■ What this task involves
Search the entries for the word "dotenvy" and return every line where it is found.

■ Extracted records
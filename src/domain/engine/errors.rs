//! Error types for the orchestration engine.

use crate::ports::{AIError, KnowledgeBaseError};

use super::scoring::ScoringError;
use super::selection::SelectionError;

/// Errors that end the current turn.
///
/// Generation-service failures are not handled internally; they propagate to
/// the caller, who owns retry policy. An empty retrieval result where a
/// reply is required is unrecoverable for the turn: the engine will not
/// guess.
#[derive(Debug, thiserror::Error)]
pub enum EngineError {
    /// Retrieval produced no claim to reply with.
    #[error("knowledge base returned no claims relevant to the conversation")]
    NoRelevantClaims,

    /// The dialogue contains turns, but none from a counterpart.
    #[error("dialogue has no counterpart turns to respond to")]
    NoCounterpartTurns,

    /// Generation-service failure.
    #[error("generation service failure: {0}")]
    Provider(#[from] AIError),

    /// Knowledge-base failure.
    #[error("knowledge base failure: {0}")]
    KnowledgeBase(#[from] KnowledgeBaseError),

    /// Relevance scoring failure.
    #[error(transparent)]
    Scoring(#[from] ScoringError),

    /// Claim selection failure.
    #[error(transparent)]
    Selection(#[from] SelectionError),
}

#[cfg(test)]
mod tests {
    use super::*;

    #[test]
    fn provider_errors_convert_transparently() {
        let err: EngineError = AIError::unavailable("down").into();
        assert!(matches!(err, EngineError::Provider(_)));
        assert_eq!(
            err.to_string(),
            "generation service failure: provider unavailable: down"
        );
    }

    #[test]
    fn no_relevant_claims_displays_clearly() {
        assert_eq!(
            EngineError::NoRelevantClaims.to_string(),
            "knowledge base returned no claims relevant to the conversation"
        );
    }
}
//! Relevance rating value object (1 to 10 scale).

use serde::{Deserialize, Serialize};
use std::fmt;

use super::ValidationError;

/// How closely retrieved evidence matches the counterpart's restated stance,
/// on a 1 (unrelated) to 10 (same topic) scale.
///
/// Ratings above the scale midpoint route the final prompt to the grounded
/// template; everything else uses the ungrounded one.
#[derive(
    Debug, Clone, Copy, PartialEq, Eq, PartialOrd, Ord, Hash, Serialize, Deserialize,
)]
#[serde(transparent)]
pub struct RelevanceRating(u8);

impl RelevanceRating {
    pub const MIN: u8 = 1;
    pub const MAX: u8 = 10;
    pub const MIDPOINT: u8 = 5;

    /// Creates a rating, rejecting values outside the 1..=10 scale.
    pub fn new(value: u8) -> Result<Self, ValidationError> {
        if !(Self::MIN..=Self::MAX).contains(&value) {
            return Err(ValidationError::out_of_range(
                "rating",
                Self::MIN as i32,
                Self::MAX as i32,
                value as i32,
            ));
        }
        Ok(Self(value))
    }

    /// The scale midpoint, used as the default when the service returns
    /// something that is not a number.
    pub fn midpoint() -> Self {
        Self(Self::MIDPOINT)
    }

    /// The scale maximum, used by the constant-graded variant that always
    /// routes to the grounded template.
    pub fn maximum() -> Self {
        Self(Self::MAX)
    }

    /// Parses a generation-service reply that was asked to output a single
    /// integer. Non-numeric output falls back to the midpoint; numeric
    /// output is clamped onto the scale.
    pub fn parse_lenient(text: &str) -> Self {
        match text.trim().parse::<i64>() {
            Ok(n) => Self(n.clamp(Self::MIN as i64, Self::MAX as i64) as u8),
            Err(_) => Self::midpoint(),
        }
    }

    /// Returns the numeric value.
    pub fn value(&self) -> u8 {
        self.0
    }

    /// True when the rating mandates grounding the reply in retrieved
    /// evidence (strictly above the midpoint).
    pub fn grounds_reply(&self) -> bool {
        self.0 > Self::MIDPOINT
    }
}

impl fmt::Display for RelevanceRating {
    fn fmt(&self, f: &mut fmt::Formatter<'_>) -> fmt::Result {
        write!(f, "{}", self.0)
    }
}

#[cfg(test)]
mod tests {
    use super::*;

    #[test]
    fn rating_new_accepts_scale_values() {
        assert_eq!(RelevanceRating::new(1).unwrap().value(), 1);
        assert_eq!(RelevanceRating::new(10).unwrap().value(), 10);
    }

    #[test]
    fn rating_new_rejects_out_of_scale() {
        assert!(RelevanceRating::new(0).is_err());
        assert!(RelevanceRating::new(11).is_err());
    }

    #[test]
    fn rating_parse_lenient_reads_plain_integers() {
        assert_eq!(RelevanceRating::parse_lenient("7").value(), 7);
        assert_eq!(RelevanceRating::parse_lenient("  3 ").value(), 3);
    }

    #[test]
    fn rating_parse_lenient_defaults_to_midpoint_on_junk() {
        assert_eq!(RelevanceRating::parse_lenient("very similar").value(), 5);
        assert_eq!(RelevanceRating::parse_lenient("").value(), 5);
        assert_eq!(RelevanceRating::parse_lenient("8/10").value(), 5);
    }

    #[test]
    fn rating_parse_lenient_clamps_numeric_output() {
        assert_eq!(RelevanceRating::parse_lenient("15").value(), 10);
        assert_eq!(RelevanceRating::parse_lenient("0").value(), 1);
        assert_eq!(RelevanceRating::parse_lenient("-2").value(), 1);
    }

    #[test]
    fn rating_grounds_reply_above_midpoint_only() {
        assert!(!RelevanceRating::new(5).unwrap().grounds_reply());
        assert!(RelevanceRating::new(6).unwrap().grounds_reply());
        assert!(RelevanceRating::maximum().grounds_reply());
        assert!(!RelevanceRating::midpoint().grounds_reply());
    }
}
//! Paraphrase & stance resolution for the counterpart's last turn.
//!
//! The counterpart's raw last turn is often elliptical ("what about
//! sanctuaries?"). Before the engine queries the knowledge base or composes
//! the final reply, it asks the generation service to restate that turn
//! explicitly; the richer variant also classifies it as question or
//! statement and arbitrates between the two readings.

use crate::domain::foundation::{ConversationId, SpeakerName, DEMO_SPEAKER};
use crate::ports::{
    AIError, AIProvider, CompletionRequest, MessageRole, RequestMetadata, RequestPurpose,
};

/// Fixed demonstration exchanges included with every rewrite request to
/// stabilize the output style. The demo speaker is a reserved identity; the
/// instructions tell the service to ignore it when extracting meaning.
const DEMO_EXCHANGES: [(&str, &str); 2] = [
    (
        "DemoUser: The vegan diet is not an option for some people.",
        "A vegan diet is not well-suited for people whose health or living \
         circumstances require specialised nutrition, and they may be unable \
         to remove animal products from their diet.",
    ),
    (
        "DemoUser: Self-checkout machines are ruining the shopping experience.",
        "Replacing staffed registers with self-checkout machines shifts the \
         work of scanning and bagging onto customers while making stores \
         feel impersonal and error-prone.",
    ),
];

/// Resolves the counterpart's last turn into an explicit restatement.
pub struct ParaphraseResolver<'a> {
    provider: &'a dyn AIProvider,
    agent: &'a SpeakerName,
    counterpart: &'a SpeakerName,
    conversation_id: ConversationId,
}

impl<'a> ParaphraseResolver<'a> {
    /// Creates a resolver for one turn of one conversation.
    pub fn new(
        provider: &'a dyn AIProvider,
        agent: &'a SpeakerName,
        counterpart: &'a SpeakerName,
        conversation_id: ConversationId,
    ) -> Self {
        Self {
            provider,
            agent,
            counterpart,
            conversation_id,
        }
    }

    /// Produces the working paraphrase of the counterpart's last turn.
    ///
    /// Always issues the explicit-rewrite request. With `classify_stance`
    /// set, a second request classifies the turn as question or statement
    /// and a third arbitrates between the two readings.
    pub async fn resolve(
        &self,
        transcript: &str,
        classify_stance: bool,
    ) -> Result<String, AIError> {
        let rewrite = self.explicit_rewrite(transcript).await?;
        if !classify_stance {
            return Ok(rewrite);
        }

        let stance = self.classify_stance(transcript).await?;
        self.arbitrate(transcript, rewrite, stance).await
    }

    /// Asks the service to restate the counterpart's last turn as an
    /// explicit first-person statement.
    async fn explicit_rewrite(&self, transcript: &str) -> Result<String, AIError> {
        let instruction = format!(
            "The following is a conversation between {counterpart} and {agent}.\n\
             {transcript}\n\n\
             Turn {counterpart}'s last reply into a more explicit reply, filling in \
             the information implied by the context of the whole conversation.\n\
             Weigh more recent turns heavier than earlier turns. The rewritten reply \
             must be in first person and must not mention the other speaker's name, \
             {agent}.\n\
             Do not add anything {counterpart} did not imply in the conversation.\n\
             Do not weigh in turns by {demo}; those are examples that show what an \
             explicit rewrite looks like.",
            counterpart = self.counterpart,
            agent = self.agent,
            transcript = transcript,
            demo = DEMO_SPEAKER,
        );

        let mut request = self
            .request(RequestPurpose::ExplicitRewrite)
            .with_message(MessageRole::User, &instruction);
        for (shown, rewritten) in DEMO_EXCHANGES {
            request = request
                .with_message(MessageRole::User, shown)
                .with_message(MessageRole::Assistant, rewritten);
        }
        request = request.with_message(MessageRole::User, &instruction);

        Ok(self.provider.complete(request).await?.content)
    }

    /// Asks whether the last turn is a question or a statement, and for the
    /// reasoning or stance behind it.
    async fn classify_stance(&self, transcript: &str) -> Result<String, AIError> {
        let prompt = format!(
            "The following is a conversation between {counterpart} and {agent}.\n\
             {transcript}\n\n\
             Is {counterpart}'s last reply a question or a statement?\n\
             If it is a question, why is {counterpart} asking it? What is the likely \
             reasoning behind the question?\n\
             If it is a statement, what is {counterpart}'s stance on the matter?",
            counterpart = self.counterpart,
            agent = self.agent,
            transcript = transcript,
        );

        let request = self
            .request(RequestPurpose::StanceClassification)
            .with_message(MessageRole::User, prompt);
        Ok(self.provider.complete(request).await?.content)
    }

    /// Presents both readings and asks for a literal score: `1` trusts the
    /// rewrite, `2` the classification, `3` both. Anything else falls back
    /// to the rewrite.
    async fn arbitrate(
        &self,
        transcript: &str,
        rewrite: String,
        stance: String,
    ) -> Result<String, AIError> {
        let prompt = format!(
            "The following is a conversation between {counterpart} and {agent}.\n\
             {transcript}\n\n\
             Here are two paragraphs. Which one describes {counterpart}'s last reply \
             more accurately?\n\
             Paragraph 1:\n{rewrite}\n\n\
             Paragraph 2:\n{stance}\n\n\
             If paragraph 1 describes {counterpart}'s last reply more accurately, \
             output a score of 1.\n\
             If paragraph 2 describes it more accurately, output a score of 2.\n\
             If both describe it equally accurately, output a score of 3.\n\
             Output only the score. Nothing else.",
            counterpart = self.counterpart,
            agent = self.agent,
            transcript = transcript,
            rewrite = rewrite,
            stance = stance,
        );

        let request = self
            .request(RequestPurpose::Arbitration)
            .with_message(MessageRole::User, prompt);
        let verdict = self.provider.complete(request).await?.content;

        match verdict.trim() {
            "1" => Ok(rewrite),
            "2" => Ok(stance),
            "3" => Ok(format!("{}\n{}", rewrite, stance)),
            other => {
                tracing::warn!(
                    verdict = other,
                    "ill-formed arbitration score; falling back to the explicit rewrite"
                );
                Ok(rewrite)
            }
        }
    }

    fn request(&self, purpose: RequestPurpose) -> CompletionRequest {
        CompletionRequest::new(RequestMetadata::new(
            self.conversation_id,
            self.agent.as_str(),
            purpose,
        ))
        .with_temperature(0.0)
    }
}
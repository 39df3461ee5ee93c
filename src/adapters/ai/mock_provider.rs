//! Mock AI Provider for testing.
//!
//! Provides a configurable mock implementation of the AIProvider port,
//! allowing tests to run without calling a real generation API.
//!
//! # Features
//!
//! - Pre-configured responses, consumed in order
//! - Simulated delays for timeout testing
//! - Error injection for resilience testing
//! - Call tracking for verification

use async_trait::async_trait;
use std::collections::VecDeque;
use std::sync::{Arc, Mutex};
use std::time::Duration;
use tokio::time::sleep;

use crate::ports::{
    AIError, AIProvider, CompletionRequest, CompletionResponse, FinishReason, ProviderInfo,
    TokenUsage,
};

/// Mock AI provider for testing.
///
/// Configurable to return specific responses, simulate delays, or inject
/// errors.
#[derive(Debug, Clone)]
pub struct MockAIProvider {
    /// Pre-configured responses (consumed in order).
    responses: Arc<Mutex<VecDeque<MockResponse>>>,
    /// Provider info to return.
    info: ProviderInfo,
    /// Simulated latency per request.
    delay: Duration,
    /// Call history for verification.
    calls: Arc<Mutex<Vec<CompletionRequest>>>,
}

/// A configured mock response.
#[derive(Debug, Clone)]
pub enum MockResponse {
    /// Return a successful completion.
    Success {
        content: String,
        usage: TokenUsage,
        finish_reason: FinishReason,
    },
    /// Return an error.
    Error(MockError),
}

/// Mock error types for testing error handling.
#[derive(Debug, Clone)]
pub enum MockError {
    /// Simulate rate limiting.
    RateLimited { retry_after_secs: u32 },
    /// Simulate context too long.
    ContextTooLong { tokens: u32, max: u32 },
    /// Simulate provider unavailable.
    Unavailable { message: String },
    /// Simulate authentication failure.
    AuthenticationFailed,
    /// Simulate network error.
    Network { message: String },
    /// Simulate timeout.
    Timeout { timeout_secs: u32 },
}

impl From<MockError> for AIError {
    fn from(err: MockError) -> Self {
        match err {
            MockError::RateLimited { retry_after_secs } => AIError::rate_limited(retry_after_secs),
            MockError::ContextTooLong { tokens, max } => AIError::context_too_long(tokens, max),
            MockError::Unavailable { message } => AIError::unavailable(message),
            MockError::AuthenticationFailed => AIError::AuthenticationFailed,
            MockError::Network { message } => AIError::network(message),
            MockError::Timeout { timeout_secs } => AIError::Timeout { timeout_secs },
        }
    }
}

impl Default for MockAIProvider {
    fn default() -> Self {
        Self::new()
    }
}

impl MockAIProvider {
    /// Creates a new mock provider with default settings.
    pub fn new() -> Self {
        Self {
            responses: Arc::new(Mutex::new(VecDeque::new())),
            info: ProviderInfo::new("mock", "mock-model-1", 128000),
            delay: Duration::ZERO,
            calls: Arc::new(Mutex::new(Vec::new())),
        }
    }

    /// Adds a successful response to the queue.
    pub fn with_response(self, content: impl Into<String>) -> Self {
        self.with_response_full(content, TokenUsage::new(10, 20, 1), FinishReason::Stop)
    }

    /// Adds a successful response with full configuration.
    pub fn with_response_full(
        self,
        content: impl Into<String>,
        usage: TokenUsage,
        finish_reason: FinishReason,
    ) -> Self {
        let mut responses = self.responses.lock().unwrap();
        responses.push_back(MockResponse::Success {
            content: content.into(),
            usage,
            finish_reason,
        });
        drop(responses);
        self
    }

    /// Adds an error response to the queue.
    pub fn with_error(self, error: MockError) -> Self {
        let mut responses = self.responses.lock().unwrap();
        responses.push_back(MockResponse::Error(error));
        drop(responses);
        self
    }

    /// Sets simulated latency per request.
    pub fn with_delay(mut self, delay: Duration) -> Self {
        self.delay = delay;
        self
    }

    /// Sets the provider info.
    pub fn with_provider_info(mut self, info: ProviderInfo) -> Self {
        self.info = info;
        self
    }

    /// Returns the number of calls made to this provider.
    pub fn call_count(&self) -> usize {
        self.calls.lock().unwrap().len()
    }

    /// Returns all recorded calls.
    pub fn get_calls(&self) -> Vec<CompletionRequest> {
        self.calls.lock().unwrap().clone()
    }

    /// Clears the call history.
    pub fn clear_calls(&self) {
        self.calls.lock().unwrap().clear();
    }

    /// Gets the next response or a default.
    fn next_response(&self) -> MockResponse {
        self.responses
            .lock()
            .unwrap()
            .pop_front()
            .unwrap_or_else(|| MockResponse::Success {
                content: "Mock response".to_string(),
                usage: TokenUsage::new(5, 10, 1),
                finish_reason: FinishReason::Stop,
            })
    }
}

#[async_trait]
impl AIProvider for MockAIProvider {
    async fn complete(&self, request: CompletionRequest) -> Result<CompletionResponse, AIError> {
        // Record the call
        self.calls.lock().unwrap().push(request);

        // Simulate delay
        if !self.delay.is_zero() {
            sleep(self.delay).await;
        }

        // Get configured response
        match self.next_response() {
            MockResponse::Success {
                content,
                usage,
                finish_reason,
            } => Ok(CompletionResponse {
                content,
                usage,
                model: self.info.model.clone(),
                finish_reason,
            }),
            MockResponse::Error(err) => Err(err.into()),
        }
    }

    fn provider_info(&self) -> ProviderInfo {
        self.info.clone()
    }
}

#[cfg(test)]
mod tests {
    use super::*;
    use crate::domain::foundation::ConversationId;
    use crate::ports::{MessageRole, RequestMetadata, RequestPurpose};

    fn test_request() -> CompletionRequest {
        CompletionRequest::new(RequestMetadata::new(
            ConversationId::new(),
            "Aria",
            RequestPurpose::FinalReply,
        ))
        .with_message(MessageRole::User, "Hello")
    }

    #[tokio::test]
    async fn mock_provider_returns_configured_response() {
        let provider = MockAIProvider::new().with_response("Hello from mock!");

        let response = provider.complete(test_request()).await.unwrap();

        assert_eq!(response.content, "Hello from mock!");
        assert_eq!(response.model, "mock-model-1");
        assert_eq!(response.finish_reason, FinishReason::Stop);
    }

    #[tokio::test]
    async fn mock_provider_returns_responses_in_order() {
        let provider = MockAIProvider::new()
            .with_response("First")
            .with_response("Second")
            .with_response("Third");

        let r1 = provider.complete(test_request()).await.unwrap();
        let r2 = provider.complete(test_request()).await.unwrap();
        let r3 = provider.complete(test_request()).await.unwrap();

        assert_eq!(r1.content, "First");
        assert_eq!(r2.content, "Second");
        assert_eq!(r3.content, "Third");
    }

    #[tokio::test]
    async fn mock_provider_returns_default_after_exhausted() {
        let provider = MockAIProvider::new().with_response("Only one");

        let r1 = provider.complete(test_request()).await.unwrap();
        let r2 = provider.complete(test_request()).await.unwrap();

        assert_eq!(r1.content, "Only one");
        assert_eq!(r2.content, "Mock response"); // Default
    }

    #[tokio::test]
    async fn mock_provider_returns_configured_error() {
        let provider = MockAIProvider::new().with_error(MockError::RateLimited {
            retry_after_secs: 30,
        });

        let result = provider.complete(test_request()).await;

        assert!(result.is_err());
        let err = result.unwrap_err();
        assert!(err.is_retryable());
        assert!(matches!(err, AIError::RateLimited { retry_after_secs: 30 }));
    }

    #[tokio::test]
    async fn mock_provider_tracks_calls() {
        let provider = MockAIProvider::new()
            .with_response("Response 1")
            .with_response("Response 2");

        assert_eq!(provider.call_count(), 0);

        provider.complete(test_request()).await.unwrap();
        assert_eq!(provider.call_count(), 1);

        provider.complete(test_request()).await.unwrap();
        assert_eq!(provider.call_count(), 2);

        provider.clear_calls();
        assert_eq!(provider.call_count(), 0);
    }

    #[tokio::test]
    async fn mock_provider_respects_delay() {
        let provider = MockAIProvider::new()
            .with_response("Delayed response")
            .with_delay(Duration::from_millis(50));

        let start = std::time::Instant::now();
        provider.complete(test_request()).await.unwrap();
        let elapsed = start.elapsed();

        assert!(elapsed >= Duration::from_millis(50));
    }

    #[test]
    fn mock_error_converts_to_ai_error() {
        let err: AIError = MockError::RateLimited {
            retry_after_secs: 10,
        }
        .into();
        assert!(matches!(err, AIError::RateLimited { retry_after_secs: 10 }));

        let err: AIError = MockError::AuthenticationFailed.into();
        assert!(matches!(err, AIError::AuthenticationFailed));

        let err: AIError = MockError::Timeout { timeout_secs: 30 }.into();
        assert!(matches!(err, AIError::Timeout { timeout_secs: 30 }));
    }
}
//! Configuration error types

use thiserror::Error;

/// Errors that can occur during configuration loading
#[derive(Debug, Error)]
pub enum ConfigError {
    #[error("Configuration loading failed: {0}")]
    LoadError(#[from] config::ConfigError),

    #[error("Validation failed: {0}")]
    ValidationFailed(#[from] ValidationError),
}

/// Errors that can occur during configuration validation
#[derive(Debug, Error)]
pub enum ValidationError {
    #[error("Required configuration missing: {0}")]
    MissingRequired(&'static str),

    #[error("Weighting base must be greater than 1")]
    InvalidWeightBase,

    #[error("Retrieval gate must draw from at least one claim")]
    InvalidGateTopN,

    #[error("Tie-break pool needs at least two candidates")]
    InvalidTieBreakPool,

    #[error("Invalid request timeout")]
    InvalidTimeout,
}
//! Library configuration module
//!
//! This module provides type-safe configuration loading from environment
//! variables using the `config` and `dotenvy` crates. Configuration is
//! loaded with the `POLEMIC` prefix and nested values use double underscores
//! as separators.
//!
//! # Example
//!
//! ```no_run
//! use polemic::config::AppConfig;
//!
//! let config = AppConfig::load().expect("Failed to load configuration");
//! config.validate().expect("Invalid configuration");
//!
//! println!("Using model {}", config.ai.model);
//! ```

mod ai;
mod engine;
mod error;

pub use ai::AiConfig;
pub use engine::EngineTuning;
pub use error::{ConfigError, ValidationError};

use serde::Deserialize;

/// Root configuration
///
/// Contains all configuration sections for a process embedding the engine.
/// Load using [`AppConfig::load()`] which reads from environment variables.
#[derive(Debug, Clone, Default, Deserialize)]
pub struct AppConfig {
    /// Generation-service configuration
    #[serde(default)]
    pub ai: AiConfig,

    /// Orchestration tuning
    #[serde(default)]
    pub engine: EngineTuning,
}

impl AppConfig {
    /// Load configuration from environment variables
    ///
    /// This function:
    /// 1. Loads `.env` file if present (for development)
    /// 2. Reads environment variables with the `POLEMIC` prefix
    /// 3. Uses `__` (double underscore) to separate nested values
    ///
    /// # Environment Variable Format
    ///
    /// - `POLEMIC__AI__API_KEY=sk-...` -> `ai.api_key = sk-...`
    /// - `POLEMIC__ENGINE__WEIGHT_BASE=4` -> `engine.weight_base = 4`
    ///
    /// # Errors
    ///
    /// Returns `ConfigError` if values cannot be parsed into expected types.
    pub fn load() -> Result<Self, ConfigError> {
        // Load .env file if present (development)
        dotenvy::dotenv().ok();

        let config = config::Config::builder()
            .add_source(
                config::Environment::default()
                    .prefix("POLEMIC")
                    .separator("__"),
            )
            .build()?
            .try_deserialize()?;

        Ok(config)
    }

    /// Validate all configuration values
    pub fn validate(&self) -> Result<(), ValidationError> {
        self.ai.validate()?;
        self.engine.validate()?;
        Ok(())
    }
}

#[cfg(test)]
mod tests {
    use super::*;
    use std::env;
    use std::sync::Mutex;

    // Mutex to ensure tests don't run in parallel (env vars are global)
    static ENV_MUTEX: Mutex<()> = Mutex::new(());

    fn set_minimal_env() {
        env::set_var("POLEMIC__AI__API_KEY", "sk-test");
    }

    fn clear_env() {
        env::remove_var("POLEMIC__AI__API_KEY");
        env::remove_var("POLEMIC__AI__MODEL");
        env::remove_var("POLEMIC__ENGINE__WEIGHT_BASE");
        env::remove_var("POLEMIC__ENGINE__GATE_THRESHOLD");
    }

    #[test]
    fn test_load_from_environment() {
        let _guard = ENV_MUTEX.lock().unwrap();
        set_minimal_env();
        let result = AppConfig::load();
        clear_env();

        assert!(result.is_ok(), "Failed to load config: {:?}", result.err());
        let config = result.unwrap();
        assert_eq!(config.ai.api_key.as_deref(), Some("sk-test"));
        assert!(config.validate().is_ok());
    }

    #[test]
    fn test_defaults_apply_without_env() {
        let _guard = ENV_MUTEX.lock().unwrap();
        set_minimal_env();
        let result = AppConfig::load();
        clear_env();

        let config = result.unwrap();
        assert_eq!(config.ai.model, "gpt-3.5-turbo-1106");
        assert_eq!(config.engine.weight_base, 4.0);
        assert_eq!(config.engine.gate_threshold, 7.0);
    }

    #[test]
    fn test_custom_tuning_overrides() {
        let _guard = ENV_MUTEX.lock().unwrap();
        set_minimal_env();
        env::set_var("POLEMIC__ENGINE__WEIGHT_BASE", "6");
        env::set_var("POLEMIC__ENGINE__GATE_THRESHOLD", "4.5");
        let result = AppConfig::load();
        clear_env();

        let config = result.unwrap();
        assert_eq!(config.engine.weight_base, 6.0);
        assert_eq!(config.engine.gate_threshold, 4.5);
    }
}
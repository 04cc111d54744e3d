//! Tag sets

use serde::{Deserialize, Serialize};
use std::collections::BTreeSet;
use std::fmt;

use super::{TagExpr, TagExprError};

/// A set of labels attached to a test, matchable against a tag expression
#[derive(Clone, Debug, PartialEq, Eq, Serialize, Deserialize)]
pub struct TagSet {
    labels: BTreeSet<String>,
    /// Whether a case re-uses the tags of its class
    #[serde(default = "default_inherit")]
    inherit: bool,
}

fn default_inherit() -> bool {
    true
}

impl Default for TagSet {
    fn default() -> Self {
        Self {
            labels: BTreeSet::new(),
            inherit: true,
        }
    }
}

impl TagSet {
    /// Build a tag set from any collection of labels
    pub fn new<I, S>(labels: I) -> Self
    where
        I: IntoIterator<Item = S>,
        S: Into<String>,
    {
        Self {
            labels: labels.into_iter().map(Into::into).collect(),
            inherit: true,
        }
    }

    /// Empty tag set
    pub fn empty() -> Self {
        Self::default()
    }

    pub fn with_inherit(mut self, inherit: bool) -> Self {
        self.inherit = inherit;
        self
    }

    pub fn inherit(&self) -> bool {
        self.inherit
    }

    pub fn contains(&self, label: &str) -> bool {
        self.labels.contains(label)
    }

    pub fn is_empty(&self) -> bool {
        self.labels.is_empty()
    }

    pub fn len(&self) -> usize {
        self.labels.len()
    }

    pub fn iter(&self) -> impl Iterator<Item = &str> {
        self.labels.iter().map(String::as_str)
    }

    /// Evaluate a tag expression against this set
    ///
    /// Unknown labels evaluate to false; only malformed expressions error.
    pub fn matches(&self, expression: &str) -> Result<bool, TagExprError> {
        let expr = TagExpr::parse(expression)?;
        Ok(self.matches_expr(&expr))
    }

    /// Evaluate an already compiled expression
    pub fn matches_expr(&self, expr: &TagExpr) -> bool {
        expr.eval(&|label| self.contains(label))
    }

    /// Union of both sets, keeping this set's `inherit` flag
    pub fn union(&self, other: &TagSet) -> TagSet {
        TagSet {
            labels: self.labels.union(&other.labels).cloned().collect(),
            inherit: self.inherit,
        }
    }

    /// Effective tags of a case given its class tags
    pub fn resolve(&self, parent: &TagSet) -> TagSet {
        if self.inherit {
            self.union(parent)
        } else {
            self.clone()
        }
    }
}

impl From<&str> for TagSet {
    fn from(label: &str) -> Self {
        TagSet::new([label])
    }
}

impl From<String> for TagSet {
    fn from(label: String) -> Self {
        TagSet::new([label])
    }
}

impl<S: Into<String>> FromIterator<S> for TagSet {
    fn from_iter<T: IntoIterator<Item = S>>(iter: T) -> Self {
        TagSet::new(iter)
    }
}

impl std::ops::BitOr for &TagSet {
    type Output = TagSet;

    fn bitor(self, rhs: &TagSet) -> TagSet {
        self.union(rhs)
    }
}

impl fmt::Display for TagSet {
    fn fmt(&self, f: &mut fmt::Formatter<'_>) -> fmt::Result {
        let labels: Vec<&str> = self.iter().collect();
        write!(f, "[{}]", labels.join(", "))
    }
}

■ Final answer
//! variables using the `config` and `dotenvy` crates. Configuration is
        dotenvy::dotenv().ok();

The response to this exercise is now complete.